Published on 15.07.2022 15:59

The Euro has managed to jump back again over the parity level against the US dollar although not by much, and it is still stuck in a tight trading range as market participants await the latest retail sales figures and Michigan consumer sediment index from the US later today during the American trading session.

The headline retail sales are estimated to have grown by a seasonally adjusted 0.8 percent over the last month well up from the 0.3 percent fall recorded in May. Excluding autos, core retail sales are expected to jump by 0.6 percent in June, up slightly from the 0.5 percent increase in the previous month.

This release is crucial for the Euro’s fortunes as a better than expected figure or even a number which hits the target may cause the US Federal Reserve to be more aggressive with their interest rate hikes than earlier expected.

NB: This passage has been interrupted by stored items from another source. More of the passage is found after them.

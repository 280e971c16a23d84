//! UDP Transport for DNS queries (RFC 1035 §4.2.1)
//!
//! Messages are sent as-is (no framing). A fresh socket is bound and
//! connected for every exchange and closed when the exchange ends or its
//! future is dropped.

use super::{DnsTransport, TransportResponse};
use async_trait::async_trait;
use dohgate_domain::DomainError;
use std::io;
use std::net::{Ipv4Addr, Ipv6Addr, SocketAddr};
use tokio::net::UdpSocket;
use tokio::time::{timeout_at, Instant};
use tracing::debug;

/// Maximum UDP DNS response size with EDNS(0)
pub const MAX_UDP_RESPONSE_SIZE: usize = 4096;

/// DNS over UDP transport
pub struct UdpTransport {
    server_addr: SocketAddr,
}

impl UdpTransport {
    pub fn new(server_addr: SocketAddr) -> Self {
        Self { server_addr }
    }

    pub fn server_addr(&self) -> SocketAddr {
        self.server_addr
    }

    fn timed_out(&self) -> DomainError {
        DomainError::TransportTimeout {
            server: self.server_addr.to_string(),
        }
    }

    fn io_failure(&self, stage: &str, e: io::Error) -> DomainError {
        match e.kind() {
            io::ErrorKind::ConnectionRefused
            | io::ErrorKind::ConnectionReset
            | io::ErrorKind::HostUnreachable
            | io::ErrorKind::NetworkUnreachable => DomainError::UpstreamUnreachable {
                server: self.server_addr.to_string(),
            },
            _ => DomainError::TransportFailure {
                server: self.server_addr.to_string(),
                reason: format!("{}: {}", stage, e),
            },
        }
    }
}

#[async_trait]
impl DnsTransport for UdpTransport {
    async fn send(
        &self,
        message_bytes: &[u8],
        deadline: Instant,
    ) -> Result<TransportResponse, DomainError> {
        // Bind to ephemeral port (0 = OS assigns)
        let bind_addr: SocketAddr = if self.server_addr.is_ipv4() {
            (Ipv4Addr::UNSPECIFIED, 0).into()
        } else {
            (Ipv6Addr::UNSPECIFIED, 0).into()
        };

        let socket = timeout_at(deadline, UdpSocket::bind(bind_addr))
            .await
            .map_err(|_| self.timed_out())?
            .map_err(|e| self.io_failure("bind", e))?;

        timeout_at(deadline, socket.connect(self.server_addr))
            .await
            .map_err(|_| self.timed_out())?
            .map_err(|e| self.io_failure("connect", e))?;

        let bytes_sent = timeout_at(deadline, socket.send(message_bytes))
            .await
            .map_err(|_| self.timed_out())?
            .map_err(|e| self.io_failure("send", e))?;

        debug!(
            server = %self.server_addr,
            bytes_sent = bytes_sent,
            "UDP query sent"
        );

        let mut recv_buf = vec![0u8; MAX_UDP_RESPONSE_SIZE];

        let bytes_received = timeout_at(deadline, socket.recv(&mut recv_buf))
            .await
            .map_err(|_| self.timed_out())?
            .map_err(|e| self.io_failure("recv", e))?;

        recv_buf.truncate(bytes_received);

        debug!(
            server = %self.server_addr,
            bytes_received = bytes_received,
            "UDP response received"
        );

        Ok(TransportResponse {
            bytes: recv_buf,
            truncated: bytes_received == MAX_UDP_RESPONSE_SIZE,
        })
    }

    fn server(&self) -> String {
        self.server_addr.to_string()
    }
}
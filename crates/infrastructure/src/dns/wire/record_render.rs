use super::message_builder::MessageBuilder;
use dohgate_domain::{DomainError, RecordData, ResourceRecord};
use hickory_proto::rr::rdata::{A, AAAA, CNAME, MX, NS, PTR, SOA, SRV, TXT};
use hickory_proto::rr::{DNSClass, Name, RData, Record};
use std::sync::Arc;

/// Longest character-string a TXT record can carry.
const MAX_TXT_STRING: usize = 255;

/// Conversion between resolver records and hickory wire records.
pub struct RecordRenderer;

impl RecordRenderer {
    pub fn to_hickory(record: &ResourceRecord) -> Result<Record, DomainError> {
        let name = MessageBuilder::parse_name(&record.name)?;
        let class = Self::class_to_hickory(record.class)?;

        let rdata = match &record.data {
            RecordData::A(ip) => RData::A(A(*ip)),
            RecordData::AAAA(ip) => RData::AAAA(AAAA(*ip)),
            RecordData::CNAME(target) => RData::CNAME(CNAME(MessageBuilder::parse_name(target)?)),
            RecordData::NS(target) => RData::NS(NS(MessageBuilder::parse_name(target)?)),
            RecordData::PTR(target) => RData::PTR(PTR(MessageBuilder::parse_name(target)?)),
            RecordData::MX {
                preference,
                exchange,
            } => RData::MX(MX::new(*preference, MessageBuilder::parse_name(exchange)?)),
            RecordData::TXT(strings) => {
                if let Some(long) = strings.iter().find(|s| s.len() > MAX_TXT_STRING) {
                    return Err(DomainError::Codec(format!(
                        "TXT string of {} bytes exceeds {}",
                        long.len(),
                        MAX_TXT_STRING
                    )));
                }
                RData::TXT(TXT::new(strings.clone()))
            }
            RecordData::SRV {
                priority,
                weight,
                port,
                target,
            } => RData::SRV(SRV::new(
                *priority,
                *weight,
                *port,
                MessageBuilder::parse_name(target)?,
            )),
            RecordData::SOA {
                mname,
                rname,
                serial,
                refresh,
                retry,
                expire,
                minimum,
            } => RData::SOA(SOA::new(
                MessageBuilder::parse_name(mname)?,
                MessageBuilder::parse_name(rname)?,
                *serial,
                *refresh,
                *retry,
                *expire,
                *minimum,
            )),
        };

        let mut rendered = Record::from_rdata(name, record.ttl, rdata);
        rendered.set_dns_class(class);
        Ok(rendered)
    }

    /// Returns `None` for rdata this gateway does not model.
    pub fn from_hickory(record: &Record) -> Option<ResourceRecord> {
        let data = match record.data() {
            RData::A(a) => RecordData::A(a.0),
            RData::AAAA(aaaa) => RecordData::AAAA(aaaa.0),
            RData::CNAME(cname) => RecordData::CNAME(name_text(&cname.0)),
            RData::NS(ns) => RecordData::NS(name_text(&ns.0)),
            RData::PTR(ptr) => RecordData::PTR(name_text(&ptr.0)),
            RData::MX(mx) => RecordData::MX {
                preference: mx.preference(),
                exchange: name_text(mx.exchange()),
            },
            RData::TXT(txt) => RecordData::TXT(
                txt.txt_data()
                    .iter()
                    .map(|s| String::from_utf8_lossy(s).into_owned())
                    .collect(),
            ),
            RData::SRV(srv) => RecordData::SRV {
                priority: srv.priority(),
                weight: srv.weight(),
                port: srv.port(),
                target: name_text(srv.target()),
            },
            RData::SOA(soa) => RecordData::SOA {
                mname: name_text(soa.mname()),
                rname: name_text(soa.rname()),
                serial: soa.serial(),
                refresh: soa.refresh(),
                retry: soa.retry(),
                expire: soa.expire(),
                minimum: soa.minimum(),
            },
            _ => return None,
        };

        Some(
            ResourceRecord::new(name_text(record.name()), record.ttl(), data)
                .with_class(u16::from(record.dns_class())),
        )
    }

    fn class_to_hickory(class: u16) -> Result<DNSClass, DomainError> {
        match class {
            1 => Ok(DNSClass::IN),
            3 => Ok(DNSClass::CH),
            4 => Ok(DNSClass::HS),
            other => Err(DomainError::Codec(format!(
                "record class {} cannot carry answer data",
                other
            ))),
        }
    }
}

fn name_text(name: &Name) -> Arc<str> {
    let text = name.to_ascii();
    Arc::from(text.strip_suffix('.').unwrap_or(&text))
}
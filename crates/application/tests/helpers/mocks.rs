#![allow(dead_code)]

use async_trait::async_trait;
use bytes::Bytes;
use dohgate_application::ports::{DnsResolver, WireCodec};
use dohgate_domain::{
    DnsQuery, DnsQuestion, DomainError, RecordType, ResourceRecord, WireMessage,
};
use std::collections::HashMap;
use std::sync::atomic::{AtomicUsize, Ordering};
use std::sync::{Arc, Mutex};
use std::time::Duration;
use tokio::time::Instant;

/// Codec double: knows a fixed set of byte strings and what they decode to.
#[derive(Default)]
pub struct FakeWireCodec {
    messages: Mutex<HashMap<Vec<u8>, WireMessage>>,
}

impl FakeWireCodec {
    pub fn new() -> Self {
        Self::default()
    }

    pub fn register(&self, bytes: &[u8], id: u16, questions: Vec<(&str, RecordType)>) {
        let message = WireMessage {
            id,
            is_response: false,
            questions: questions
                .into_iter()
                .map(|(name, rt)| DnsQuestion::new(name, rt))
                .collect(),
            answer_count: 0,
        };
        self.messages
            .lock()
            .unwrap()
            .insert(bytes.to_vec(), message);
    }
}

impl WireCodec for FakeWireCodec {
    fn unpack(&self, bytes: &[u8]) -> Result<WireMessage, DomainError> {
        self.messages
            .lock()
            .unwrap()
            .get(bytes)
            .cloned()
            .ok_or_else(|| DomainError::Codec("unknown message".to_string()))
    }

    fn pack_query(&self, question: &DnsQuestion) -> Result<(u16, Bytes), DomainError> {
        if question.domain.contains(' ') {
            return Err(DomainError::Codec("bad label".to_string()));
        }
        let wire = format!("q:{}:{}", question.domain, question.record_type);
        self.register(wire.as_bytes(), 0x1234, vec![(&*question.domain, question.record_type)]);
        Ok((0x1234, Bytes::from(wire)))
    }

    fn pack_answer(
        &self,
        query: &DnsQuery,
        answers: &[ResourceRecord],
        nxdomain: bool,
    ) -> Result<Bytes, DomainError> {
        Ok(Bytes::from(format!(
            "a:{}:{}:{}",
            query.domain,
            answers.len(),
            nxdomain
        )))
    }

    fn pack_truncated(&self, query: &DnsQuery) -> Result<Bytes, DomainError> {
        Ok(Bytes::from(format!("tc:{}", query.domain)))
    }
}

/// Resolver double that records the queries and deadlines it sees.
pub struct MockDnsResolver {
    result: Mutex<Result<Bytes, DomainError>>,
    delay: Option<Duration>,
    calls: AtomicUsize,
    seen: Mutex<Vec<(DnsQuery, Instant)>>,
}

impl MockDnsResolver {
    pub fn returning(bytes: &'static [u8]) -> Self {
        Self {
            result: Mutex::new(Ok(Bytes::from_static(bytes))),
            delay: None,
            calls: AtomicUsize::new(0),
            seen: Mutex::new(Vec::new()),
        }
    }

    pub fn failing(error: DomainError) -> Self {
        Self {
            result: Mutex::new(Err(error)),
            delay: None,
            calls: AtomicUsize::new(0),
            seen: Mutex::new(Vec::new()),
        }
    }

    pub fn with_delay(mut self, delay: Duration) -> Self {
        self.delay = Some(delay);
        self
    }

    pub fn call_count(&self) -> usize {
        self.calls.load(Ordering::SeqCst)
    }

    pub fn seen(&self) -> Vec<(DnsQuery, Instant)> {
        self.seen.lock().unwrap().clone()
    }
}

#[async_trait]
impl DnsResolver for MockDnsResolver {
    async fn resolve(&self, query: &DnsQuery, deadline: Instant) -> Result<Bytes, DomainError> {
        self.calls.fetch_add(1, Ordering::SeqCst);
        self.seen.lock().unwrap().push((query.clone(), deadline));
        if let Some(delay) = self.delay {
            tokio::time::sleep(delay).await;
        }
        self.result.lock().unwrap().clone()
    }

    fn strategy_name(&self) -> &'static str {
        "mock"
    }
}

pub fn shared<T>(value: T) -> Arc<T> {
    Arc::new(value)
}
use dohgate_api::{create_doh_routes, AppState};
use std::net::SocketAddr;
use tower_http::trace::TraceLayer;
use tracing::info;

pub async fn start_web_server(bind_addr: SocketAddr, state: AppState) -> anyhow::Result<()> {
    info!(
        bind_address = %bind_addr,
        endpoint = format!("http://{}/dns-query", bind_addr),
        "Starting DoH listener"
    );

    let app = create_doh_routes(state).layer(TraceLayer::new_for_http());
    let listener = tokio::net::TcpListener::bind(&bind_addr).await?;

    info!("DoH listener started successfully");

    axum::serve(listener, app)
        .with_graceful_shutdown(shutdown_signal())
        .await?;

    Ok(())
}

async fn shutdown_signal() {
    if tokio::signal::ctrl_c().await.is_ok() {
        info!("Shutdown signal received");
    }
}
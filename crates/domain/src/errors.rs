use thiserror::Error;

#[derive(Error, Debug, Clone, PartialEq, Eq)]
pub enum DomainError {
    #[error("Invalid request: {0}")]
    InvalidRequest(String),

    #[error("Unsupported media type: {0}")]
    UnsupportedMediaType(String),

    #[error("Query timeout")]
    QueryTimeout,

    #[error("Transport timeout talking to {server}")]
    TransportTimeout { server: String },

    #[error("Upstream {server} is unreachable")]
    UpstreamUnreachable { server: String },

    #[error("Transport failure talking to {server}: {reason}")]
    TransportFailure { server: String, reason: String },

    #[error("Domain not found (NXDOMAIN)")]
    NxDomain,

    #[error("Resolver error: {0}")]
    Upstream(String),

    #[error("DNS codec error: {0}")]
    Codec(String),
}

/// Failure classes surfaced to HTTP clients.
#[derive(Debug, Clone, Copy, PartialEq, Eq, Hash)]
pub enum ErrorKind {
    Validation,
    UnsupportedMediaType,
    Timeout,
    Transport,
    Upstream,
    Codec,
}

impl DomainError {
    pub fn kind(&self) -> ErrorKind {
        match self {
            DomainError::InvalidRequest(_) => ErrorKind::Validation,
            DomainError::UnsupportedMediaType(_) => ErrorKind::UnsupportedMediaType,
            // Refused and silent upstreams both surface as 408.
            DomainError::QueryTimeout
            | DomainError::TransportTimeout { .. }
            | DomainError::UpstreamUnreachable { .. } => ErrorKind::Timeout,
            DomainError::TransportFailure { .. } => ErrorKind::Transport,
            // NXDOMAIN only reaches this point if a strategy forgot to absorb it.
            DomainError::NxDomain | DomainError::Upstream(_) => ErrorKind::Upstream,
            DomainError::Codec(_) => ErrorKind::Codec,
        }
    }
}

impl ErrorKind {
    pub fn as_str(&self) -> &'static str {
        match self {
            ErrorKind::Validation => "validation",
            ErrorKind::UnsupportedMediaType => "unsupported_media_type",
            ErrorKind::Timeout => "timeout",
            ErrorKind::Transport => "transport",
            ErrorKind::Upstream => "upstream",
            ErrorKind::Codec => "codec",
        }
    }

    pub fn http_status(&self) -> u16 {
        match self {
            ErrorKind::Validation => 400,
            ErrorKind::UnsupportedMediaType => 415,
            ErrorKind::Timeout => 408,
            ErrorKind::Transport | ErrorKind::Upstream | ErrorKind::Codec => 500,
        }
    }

    /// Failures caused by the client rather than by resolution.
    pub fn is_client_error(&self) -> bool {
        matches!(
            self,
            ErrorKind::Validation | ErrorKind::UnsupportedMediaType
        )
    }
}

impl std::fmt::Display for ErrorKind {
    fn fmt(&self, f: &mut std::fmt::Formatter<'_>) -> std::fmt::Result {
        f.write_str(self.as_str())
    }
}
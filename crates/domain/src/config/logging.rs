use serde::{Deserialize, Serialize};

#[derive(Debug, Clone, Deserialize, Serialize)]
pub struct LoggingConfig {
    /// trace, debug, info, warn or error
    #[serde(default = "default_log_level")]
    pub level: String,
}

impl Default for LoggingConfig {
    fn default() -> Self {
        Self {
            level: default_log_level(),
        }
    }
}

fn default_log_level() -> String {
    "info".to_string()
}
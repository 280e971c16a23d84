pub mod cache;
pub mod forwarding;
pub mod lookup;
pub mod resolver;
pub mod transport;
pub mod wire;

pub use cache::CachedLookup;
pub use forwarding::UpstreamForwarder;
pub use lookup::NameserverLookup;
pub use resolver::CachingResolver;
pub use transport::{DnsTransport, TransportResponse, UdpTransport};
pub use wire::HickoryWireCodec;
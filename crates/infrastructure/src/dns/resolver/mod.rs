pub mod caching_resolver;

pub use caching_resolver::CachingResolver;
mod dns;

pub use dns::DohServices;
use std::fmt;
use std::net::SocketAddr;
use std::str::FromStr;
use std::sync::Arc;

/// An upstream server address that may or may not be resolved to an IP.
#[derive(Debug, Clone, PartialEq, Eq, Hash)]
pub enum UpstreamAddr {
    Resolved(SocketAddr),
    Unresolved { hostname: Arc<str>, port: u16 },
}

impl UpstreamAddr {
    pub fn socket_addr(&self) -> Option<SocketAddr> {
        match self {
            UpstreamAddr::Resolved(addr) => Some(*addr),
            UpstreamAddr::Unresolved { .. } => None,
        }
    }

    pub fn port(&self) -> u16 {
        match self {
            UpstreamAddr::Resolved(addr) => addr.port(),
            UpstreamAddr::Unresolved { port, .. } => *port,
        }
    }

    pub fn is_unresolved(&self) -> bool {
        matches!(self, UpstreamAddr::Unresolved { .. })
    }

    /// Returns (hostname, port) if this address is unresolved.
    pub fn unresolved_parts(&self) -> Option<(&str, u16)> {
        match self {
            UpstreamAddr::Unresolved { hostname, port } => Some((hostname, *port)),
            UpstreamAddr::Resolved(_) => None,
        }
    }
}

impl fmt::Display for UpstreamAddr {
    fn fmt(&self, f: &mut fmt::Formatter<'_>) -> fmt::Result {
        match self {
            UpstreamAddr::Resolved(addr) => write!(f, "{}", addr),
            UpstreamAddr::Unresolved { hostname, port } => write!(f, "{}:{}", hostname, port),
        }
    }
}

fn parse_host_port(s: &str) -> Option<(&str, u16)> {
    if s.starts_with('[') {
        let end = s.find(']')?;
        let host = &s[1..end];
        let rest = &s[end + 1..];
        let port_str = rest.strip_prefix(':')?;
        let port = port_str.parse::<u16>().ok()?;
        Some((host, port))
    } else {
        let (host, port_str) = s.rsplit_once(':')?;
        let port = port_str.parse::<u16>().ok()?;
        Some((host, port))
    }
}

impl FromStr for UpstreamAddr {
    type Err = String;

    fn from_str(s: &str) -> Result<Self, Self::Err> {
        let addr_str = s.strip_prefix("udp://").unwrap_or(s);
        if let Ok(addr) = addr_str.parse::<SocketAddr>() {
            return Ok(UpstreamAddr::Resolved(addr));
        }
        match parse_host_port(addr_str) {
            Some((host, port)) if !host.is_empty() => Ok(UpstreamAddr::Unresolved {
                hostname: host.into(),
                port,
            }),
            _ => Err(format!(
                "Invalid address '{}'. Expected HOST:PORT or IP:PORT",
                s
            )),
        }
    }
}
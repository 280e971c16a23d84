use bytes::Bytes;
use std::fmt;

/// Media type for DNS wire-format bodies, both directions.
pub const DNS_UDPWIREFORMAT: &str = "application/dns-udpwireformat";

#[derive(Debug, Clone, PartialEq, Eq)]
pub enum DohMethod {
    Get,
    Post,
    Other(String),
}

impl DohMethod {
    pub fn parse(method: &str) -> Self {
        match method {
            "GET" => DohMethod::Get,
            "POST" => DohMethod::Post,
            other => DohMethod::Other(other.to_string()),
        }
    }

    pub fn as_str(&self) -> &str {
        match self {
            DohMethod::Get => "GET",
            DohMethod::Post => "POST",
            DohMethod::Other(method) => method,
        }
    }
}

impl fmt::Display for DohMethod {
    fn fmt(&self, f: &mut fmt::Formatter<'_>) -> fmt::Result {
        f.write_str(self.as_str())
    }
}

/// Transport-neutral view of an inbound DoH request.
#[derive(Debug, Clone)]
pub struct DohRequest {
    pub method: DohMethod,
    /// Value of the `dns` query parameter, if present.
    pub dns_param: Option<String>,
    pub content_type: Option<String>,
    pub body: Bytes,
}

impl DohRequest {
    pub fn get(dns_param: Option<String>) -> Self {
        Self {
            method: DohMethod::Get,
            dns_param,
            content_type: None,
            body: Bytes::new(),
        }
    }

    pub fn post(content_type: Option<String>, body: impl Into<Bytes>) -> Self {
        Self {
            method: DohMethod::Post,
            dns_param: None,
            content_type,
            body: body.into(),
        }
    }
}

#[derive(Debug, Clone, PartialEq, Eq)]
pub struct DohResponse {
    pub status: u16,
    pub content_type: Option<&'static str>,
    pub body: Bytes,
}

impl DohResponse {
    pub fn ok(body: Bytes) -> Self {
        Self {
            status: 200,
            content_type: Some(DNS_UDPWIREFORMAT),
            body,
        }
    }

    pub fn failure(status: u16) -> Self {
        Self {
            status,
            content_type: None,
            body: Bytes::new(),
        }
    }

    pub fn is_success(&self) -> bool {
        self.status == 200
    }
}
pub mod dto;
pub mod handlers;
pub mod lambda;
pub mod response;
pub mod routes;
pub mod state;

pub use lambda::{handle_event, ApiGatewayProxyRequest, ApiGatewayProxyResponse};
pub use routes::create_doh_routes;
pub use state::AppState;
pub mod dns;
mod decode_request;
mod encode_response;
mod handle_doh_query;

pub use decode_request::DecodeDohRequestUseCase;
pub use encode_response::{encode_response, ResolutionOutcome};
pub use handle_doh_query::HandleDohQueryUseCase;
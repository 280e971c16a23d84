pub mod udp;

use async_trait::async_trait;
use dohgate_domain::DomainError;
use tokio::time::Instant;

pub use udp::UdpTransport;

#[derive(Debug)]
pub struct TransportResponse {
    pub bytes: Vec<u8>,

    /// The datagram filled the receive buffer and may have been cut short.
    pub truncated: bool,
}

/// One request/response exchange with a DNS server, bounded by `deadline`.
#[async_trait]
pub trait DnsTransport: Send + Sync {
    async fn send(
        &self,
        message_bytes: &[u8],
        deadline: Instant,
    ) -> Result<TransportResponse, DomainError>;

    fn server(&self) -> String;
}
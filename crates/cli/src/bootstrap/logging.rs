use dohgate_domain::Config;
use tracing_subscriber::EnvFilter;

/// `RUST_LOG` wins over the configured level when set.
pub fn init_logging(config: &Config) {
    let filter = EnvFilter::try_from_default_env()
        .unwrap_or_else(|_| EnvFilter::new(&config.logging.level));

    tracing_subscriber::fmt()
        .with_env_filter(filter)
        .with_target(false)
        .init();
}
use std::time::Duration;

/// Parses `2500ms`, `2.5s`, `1m` or a bare millisecond count.
pub fn parse_duration(input: &str) -> Result<Duration, String> {
    let s = input.trim();
    let (number, scale_ms) = if let Some(n) = s.strip_suffix("ms") {
        (n, 1.0)
    } else if let Some(n) = s.strip_suffix('s') {
        (n, 1_000.0)
    } else if let Some(n) = s.strip_suffix('m') {
        (n, 60_000.0)
    } else {
        (s, 1.0)
    };

    let value: f64 = number
        .trim()
        .parse()
        .map_err(|_| format!("Invalid duration '{}'", input))?;
    if !value.is_finite() || value < 0.0 {
        return Err(format!("Invalid duration '{}'", input));
    }

    Ok(Duration::from_micros((value * scale_ms * 1_000.0).round() as u64))
}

Fed Governor Christopher Waller said on Thursday that he backed the case for an aggressive rate hike at the upcoming FOMC meeting later this month, but it depends on the incoming data.

Waller specifically cited retail sales and housing as two key metrics. Hence, a stronger-than-expected reading would lift bets for a supersized 100 bps Fed rate hike move on July 27 and boost the US dollar. Conversely, any disappointment would further add to worries about a possible recession, which should continue to weigh on investors' sentiment and benefit the greenback's safe-haven status.

The ECB on the other hand are going to be much more gradual with their rate hikes and all but one of the 63 economists according Reuters expect the European Central Bank (ECB) to hike its bench mark rate by 25 basis points in July.

“A majority of economists in the poll forecast a 50-basis point hike in September, followed by a quarter-point rise in October and December, taking the deposit rate to 0.75%. It is expected to reach 1.50% in the third quarter of next year. Poll medians showed a 45% chance of a recession within a year, much higher than the 34% in the previous poll." Wrote analysts from Reuters.